If ever fine words buttered no parsnips, then Jack McConnell’s famous St Andrew’s Day speech is prime ungarnished root. I was fortunate enough to be present at the First Minister’s address at the Royal Scottish Academy ofMusic and Drama. It was a well-trailed occasion and the guest list included many significant players in the arts.
Far from preaching to the converted, McConnell must have been conscious of a healthy level of scepticism. The third annual report on the progress of the National Cultural Strategy had just been published and progress on its limited set of objectives could hardly have been described as swift. The St Andrew’s Day speech was McConnell’s first major pronouncement on the arts and it needed to set out an agenda that developed the mom and apple-pie enthusiasms of the strategy into something that more closely resembled policy.
Most who heard it were pleased. The examples of good practice and international successes which McConnell cited showed a personal touch as well as a well-researched brief. His vision of the place of the arts in the development and promotion of Scotland was enthusiastic and appealing. The idea of building a framework of entitlements for every citizen, making opportunities for artistic appreciation and personal development unalienable rights in a self-governing Scotland, was exciting.
That was more than three years ago. Ten days ago I was at the Scottish Parliament for the launch of the Scottish Jazz Federation, an umbrella group for many jazz interests and a lobbying body under the new chairmanship of broadcaster and trombonist Dave Bachelor.
Bachelor knows how to push political buttons. Much of what he said chimed well with the priorities outlined in 2003. He spoke of every region having an ensemble to match RichardMichael’s Fife Youth Jazz Orchestra. He cited statistics showing that jazz (always seen as a minority music) was “surprisingly” popular and referenced a heritage of prominent players that stretched back into the first half of the last century. He noted how our musicians were significant ambassadors, regularly selling Scotland abroad. Saxophonist Tommy Smith followed up with a refined version of his longstanding argument for the establishment of a Scottish jazz academy.

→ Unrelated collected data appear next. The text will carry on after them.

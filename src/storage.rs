//! Key/value backends for mirroring cache entries outside process memory.

use crate::Result;
use parking_lot::Mutex;
use std::collections::BTreeMap;

/// A string key/value store in the style of the browser's `localStorage`.
///
/// Implementations must be cheap to call; the cache calls them while
/// handling every `set`, `delete` and memory miss.
pub trait Storage: Send + Sync {
    /// Returns the value stored under `key`.
    fn get_item(&self, key: &str) -> Option<String>;

    /// Stores `value` under `key`.
    fn set_item(&self, key: &str, value: &str) -> Result<()>;

    /// Removes `key` if present.
    fn remove_item(&self, key: &str);

    /// Removes every key.
    fn clear(&self);

    /// Number of stored keys.
    fn len(&self) -> usize;

    /// Returns `true` when nothing is stored.
    fn is_empty(&self) -> bool {
        self.len() == 0
    }

    /// Returns the key at `index` in the backend's iteration order.
    fn key(&self, index: usize) -> Option<String>;
}

/// In-memory [`Storage`], ordered by key.
///
/// # Examples
///
/// ```
/// use querykit::storage::{MemoryStorage, Storage};
///
/// let storage = MemoryStorage::new();
/// storage.set_item("a", "1").unwrap();
/// assert_eq!(storage.get_item("a").as_deref(), Some("1"));
/// assert_eq!(storage.key(0).as_deref(), Some("a"));
/// ```
#[derive(Debug, Default)]
pub struct MemoryStorage {
    items: Mutex<BTreeMap<String, String>>,
}

impl MemoryStorage {
    /// Creates an empty store.
    pub fn new() -> Self {
        Self::default()
    }
}

impl Storage for MemoryStorage {
    fn get_item(&self, key: &str) -> Option<String> {
        self.items.lock().get(key).cloned()
    }

    fn set_item(&self, key: &str, value: &str) -> Result<()> {
        self.items.lock().insert(key.to_string(), value.to_string());
        Ok(())
    }

    fn remove_item(&self, key: &str) {
        self.items.lock().remove(key);
    }

    fn clear(&self) {
        self.items.lock().clear();
    }

    fn len(&self) -> usize {
        self.items.lock().len()
    }

    fn key(&self, index: usize) -> Option<String> {
        self.items.lock().keys().nth(index).cloned()
    }
}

Both of them played second fiddle, however, to the music, including the Scottish National Jazz Orchestra, Tommy Smith’s Youth Jazz Orchestra, and the small groups of Colin Steele, Fionna Duncan and Paul Towndrow. The MSPs should know what they missed, because while it was staged for their benefit, their attendance was poor. Two days later, Patricia Ferguson announced the publication of the draft Culture (Scotland) Bill, which contained no surprises and nothing in the way of exciting initiatives. This week, one plank of that legislation, “cultural entitlements”, was clothed in the bare flesh of the Pathfinders Scheme and a miserly £1.2m of executive and local authority cash. That was much trumpeted, of course, while extra cash to the RSNO and to the Edinburgh Festival to clear a deficit for the incoming director, was only grudgingly revealed instead of being recognised as worthy expenditure. Government’s attitude to the arts remains unreconstructed.
During the first week of the New Year, three of Scotland’s acclaimed jazz groups – Colin Steele’s Stramash, Trio AAB, and pianist David Milligan’s Trio – will be playing at a festival in Germany. Their performances will surely enhance Scotland’s standing, but I’d be surprised if any MSP is aware of them. Equally, it seems unlikely that they had to turn down gigs at home to take up the invitation.